▶ TO DO
Find every line with the string "derive" in the material below and copy it.
== TASK MATERIAL
// The chaining loop and the `StringLight` component.
//
// `generate()` is the whole algorithm:
//
//   1. Cast forward from the ray start. A miss ends generation.
//   2. Cast backward from the hit to snap the start onto the surface the
//      cable hangs from (the start point need not be on a surface).
//   3. Turn the span into cross-sections and bulbs (`cable.rs`). A span too
//      short for 2 cross-sections aborts the whole call.
//   4. Push the next ray start back along the hit normal by `chain_offset`
//      and repeat if `repeated`, otherwise stop.
//
// Under the default `ShortSpanPolicy::DiscardAll` an abort throws away every
// segment already chained in this call, so a late short span yields an empty
// mesh. `KeepPrevious` keeps them instead.
//
// `StringLight` is the component view: a config plus the owning node's
// transform. `awake()` generates from the node's position along its forward
// axis, in its local space, and hands the mesh to a `MeshSink`.
//
// See also: `cable.rs` for per-span geometry, `host.rs` for the traits
// injected here, `config.rs` for every tunable.

use crate::cable::{self, Span};
use crate::config::{GenerationConfig, ShortSpanPolicy};
use crate::host::{LocalSpace, MeshSink, Raycaster};
use crate::mesh::MeshBuffers;
use crate::prng::RandomSource;
use crate::transform::NodeTransform;
use glam::Vec3;
use tracing::{debug, info};

/// Why generation stopped.
#[derive(Clone, Copy, Debug, PartialEq)]
pub enum StopReason {
    /// A forward cast found no surface.
    NoSurface,
    /// `repeated` is off and one segment was built.
    SingleSegment,
    /// `max_segments` segments were built.
    SegmentLimit,
    /// A span fit fewer than 2 cross-sections.
    ShortSpan { span: f32 },
}

/// Counters describing one generation call.
#[derive(Clone, Copy, Debug, PartialEq)]
pub struct GenerationStats {
    /// Segments present in the returned mesh.
    pub segments: u32,
    pub vertices: usize,
    pub triangles: usize,
    pub stop: StopReason,
}

impl GenerationStats {
    /// True when a short span threw away the whole call's geometry.
    pub fn discarded(&self, config: &GenerationConfig) -> bool {
        matches!(self.stop, StopReason::ShortSpan { .. })
            && config.short_span == ShortSpanPolicy::DiscardAll
    }
}

/// Mesh plus stats from one generation call.
#[derive(Clone, Debug)]
pub struct Generation {
    pub mesh: MeshBuffers,
    pub stats: GenerationStats,
}

/// Generate a string-light mesh starting at `start` and casting along
/// `forward`. Returns the (possibly empty) mesh.
pub fn generate(
    config: &GenerationConfig,
    start: Vec3,
    forward: Vec3,
    raycaster: &impl Raycaster,
    local: &impl LocalSpace,
    rng: &mut impl RandomSource,
) -> MeshBuffers {
    generate_with_stats(config, start, forward, raycaster, local, rng).mesh
}

/// `generate`, also reporting how many segments were built and why it stopped.
pub fn generate_with_stats(
    config: &GenerationConfig,
    start: Vec3,
    forward: Vec3,
    raycaster: &impl Raycaster,
    local: &impl LocalSpace,
    rng: &mut impl RandomSource,
) -> Generation {
    let mut mesh = MeshBuffers::new();
    let mut ray_start = start;
    let mut segments = 0u32;

    let stop = loop {
        if config.max_segments.is_some_and(|max| segments >= max) {
            break StopReason::SegmentLimit;
        }

        let Some(hit) = raycaster.cast(ray_start, forward) else {
            break StopReason::NoSurface;
        };

        let mut distance = hit.distance;
        if let Some(back) = raycaster.cast(hit.point, -forward) {
            ray_start = back.point;
            distance = back.distance;
        }

        let span = Span {
            start: ray_start,
            end: hit.point,
            distance,
        };
        let edge_count = config.edge_count(distance);
        if edge_count < 2 {
            debug!(
                span = distance,
                edge_count,
                kept_segments = segments,
                policy = ?config.short_span,
                "span too short for a cable strip, aborting"
            );
            if config.short_span == ShortSpanPolicy::DiscardAll {
                mesh = MeshBuffers::new();
                segments = 0;
            }
            break StopReason::ShortSpan { span: distance };
        }
        let light_count = config.light_count(distance);

        cable::emit_strip(&mut mesh, config, &span, local, edge_count);
        cable::emit_bulbs(&mut mesh, config, &span, local, light_count, rng);
        segments += 1;
        debug!(
            segment = segments,
            span = distance,
            edge_count,
            light_count,
            "built cable segment"
        );

        ray_start = hit.point - hit.normal * config.chain_offset;
        if !config.repeated {
            break StopReason::SingleSegment;
        }
    };

    let stats = GenerationStats {
        segments,
        vertices: mesh.vertex_count(),
        triangles: mesh.triangle_count(),
        stop,
    };
    Generation { mesh, stats }
}

/// A string-light node: shape config plus the node's world transform.
#[derive(Clone, Debug, Default)]
pub struct StringLight {
    pub config: GenerationConfig,
    pub transform: NodeTransform,
}

impl StringLight {
    pub fn new(config: GenerationConfig, transform: NodeTransform) -> Self {
        Self { config, transform }
    }

    /// Generate from the node's position along its forward axis, with
    /// vertices in the node's local space.
    pub fn generate(
        &self,
        raycaster: &impl Raycaster,
        rng: &mut impl RandomSource,
    ) -> Generation {
        generate_with_stats(
            &self.config,
            self.transform.position(),
            self.transform.forward(),
            raycaster,
            &self.transform,
            rng,
        )
    }

    /// Generate and hand the mesh to `sink` as submesh 0.
    ///
    /// An aborted call (short span under `DiscardAll`) leaves the sink
    /// untouched, the way the component bails out before building a mesh.
    pub fn awake<S: MeshSink>(
        &self,
        raycaster: &impl Raycaster,
        rng: &mut impl RandomSource,
        sink: &mut S,
    ) -> Result<GenerationStats, S::Error> {
        let Generation { mesh, stats } = self.generate(raycaster, rng);
        if stats.discarded(&self.config) {
            info!(stop = ?stats.stop, "string light generation aborted, no mesh built");
            return Ok(stats);
        }
        info!(
            segments = stats.segments,
            vertices = stats.vertices,
            triangles = stats.triangles,
            bounds = ?mesh.bounds(),
            stop = ?stats.stop,
            "string light generated"
        );
        sink.set_mesh(mesh, 0)?;
        Ok(stats)
    }
}

#[cfg(test)]
mod tests {
    use super::*;
    use crate::host::RaycastHit;
    use crate::prng::LightRng;
    use std::cell::RefCell;

    /// Raycaster over a line of infinitely thin walls at the given z values,
    /// all facing -Z and +Z. Records every cast it answers.
    struct Walls {
        z: Vec<f32>,
        casts: RefCell<Vec<(Vec3, Vec3)>>,
    }

    impl Walls {
        fn new(z: &[f32]) -> Self {
            Self {
                z: z.to_vec(),
                casts: RefCell::new(Vec::new()),
            }
        }
    }

    impl Raycaster for Walls {
        fn cast(&self, origin: Vec3, direction: Vec3) -> Option<RaycastHit> {
            self.casts.borrow_mut().push((origin, direction));
            let dz = direction.z.signum();
            self.z
                .iter()
                .map(|&z| (z - origin.z) * dz)
                .filter(|&d| d > 1e-4)
                .min_by(|a, b| a.total_cmp(b))
                .map(|d| RaycastHit {
                    point: Vec3::new(origin.x, origin.y, origin.z + d * dz),
                    normal: Vec3::new(0.0, 0.0, -dz),
                    distance: d,
                })
        }
    }

    fn run(config: &GenerationConfig, walls: &Walls) -> Generation {
        let mut rng = LightRng::new(7);
        generate_with_stats(config, Vec3::new(0.0, 2.0, 0.5), Vec3::Z, walls, &(), &mut rng)
    }

    #[test]
    fn no_surface_gives_empty_mesh() {
        let generation = run(&GenerationConfig::default(), &Walls::new(&[]));
        assert!(generation.mesh.is_empty());
        assert_eq!(generation.stats.stop, StopReason::NoSurface);
        assert_eq!(generation.stats.segments, 0);
    }

    #[test]
    fn single_segment_snaps_start_to_back_surface() {
        // Start at z=0.5 between walls at 0 and 10: back cast snaps to z=0.
        let walls = Walls::new(&[0.0, 10.0, 20.0]);
        let generation = run(&GenerationConfig::default(), &walls);

        assert_eq!(generation.stats.stop, StopReason::SingleSegment);
        assert_eq!(generation.stats.segments, 1);
        // span 10: 50 cross-sections, 5 bulbs.
        assert_eq!(generation.mesh.vertex_count(), 100 + 20);
        assert_eq!(generation.mesh.indices.len(), 6 * 49 + 6 * 5);
        assert_eq!(generation.mesh.vertices[0].z, 0.0);
        // Forward then backward: exactly one iteration.
        assert_eq!(walls.casts.borrow().len(), 2);
    }

    #[test]
    fn repeated_chains_until_forward_miss() {
        let walls = Walls::new(&[0.0, 10.0, 20.0]);
        let config = GenerationConfig {
            repeated: true,
            ..GenerationConfig::default()
        };
        let generation = run(&config, &walls);

        // Segment 0..10, then 10..20, then the cast from 21 misses.
        assert_eq!(generation.stats.segments, 2);
        assert_eq!(generation.stats.stop, StopReason::NoSurface);
        assert_eq!(generation.mesh.vertex_count(), 2 * 120);
        assert_eq!(generation.mesh.validate(), Ok(()));
        // 2 casts per segment plus the final miss.
        assert_eq!(walls.casts.borrow().len(), 5);
    }

    #[test]
    fn late_short_span_discards_everything_by_default() {
        // Second segment starts at 10.1 and spans 10..10.3: one cross-section.
        let walls = Walls::new(&[0.0, 10.0, 10.3]);
        let config = GenerationConfig {
            repeated: true,
            chain_offset: 0.1,
            ..GenerationConfig::default()
        };
        let generation = run(&config, &walls);
        assert!(generation.mesh.is_empty());
        assert_eq!(generation.stats.segments, 0);
        assert!(matches!(generation.stats.stop, StopReason::ShortSpan { .. }));
        assert!(generation.stats.discarded(&config));
    }

    #[test]
    fn keep_previous_policy_retains_built_segments() {
        let walls = Walls::new(&[0.0, 10.0, 10.3]);
        let config = GenerationConfig {
            repeated: true,
            chain_offset: 0.1,
            short_span: ShortSpanPolicy::KeepPrevious,
            ..GenerationConfig::default()
        };
        let generation = run(&config, &walls);
        assert_eq!(generation.stats.segments, 1);
        assert_eq!(generation.mesh.vertex_count(), 120);
        assert!(!generation.stats.discarded(&config));
    }

    #[test]
    fn microscopic_edge_density_aborts_instead_of_allocating() {
        let config = GenerationConfig {
            edge_density: 1e-9,
            ..GenerationConfig::default()
        };
        let generation = run(&config, &Walls::new(&[0.0, 10.0]));
        assert!(generation.mesh.is_empty());
        assert!(matches!(generation.stats.stop, StopReason::ShortSpan { .. }));
    }

    #[test]
    fn segment_limit_stops_chaining() {
        let walls = Walls::new(&[0.0, 10.0, 20.0, 30.0]);
        let config = GenerationConfig {
            repeated: true,
            max_segments: Some(1),
            ..GenerationConfig::default()
        };
        let generation = run(&config, &walls);
        assert_eq!(generation.stats.segments, 1);
        assert_eq!(generation.stats.stop, StopReason::SegmentLimit);
    }

    #[test]
    fn same_seed_same_mesh() {
        let walls = Walls::new(&[0.0, 10.0]);
        let a = run(&GenerationConfig::default(), &walls).mesh;
        let b = run(&GenerationConfig::default(), &walls).mesh;
        assert_eq!(a, b);
    }
}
====
▶ RESULT OF THE TASK
#[derive(Clone, Copy, Debug, PartialEq)]
#[derive(Clone, Copy, Debug, PartialEq)]
#[derive(Clone, Debug)]
#[derive(Clone, Debug, Default)]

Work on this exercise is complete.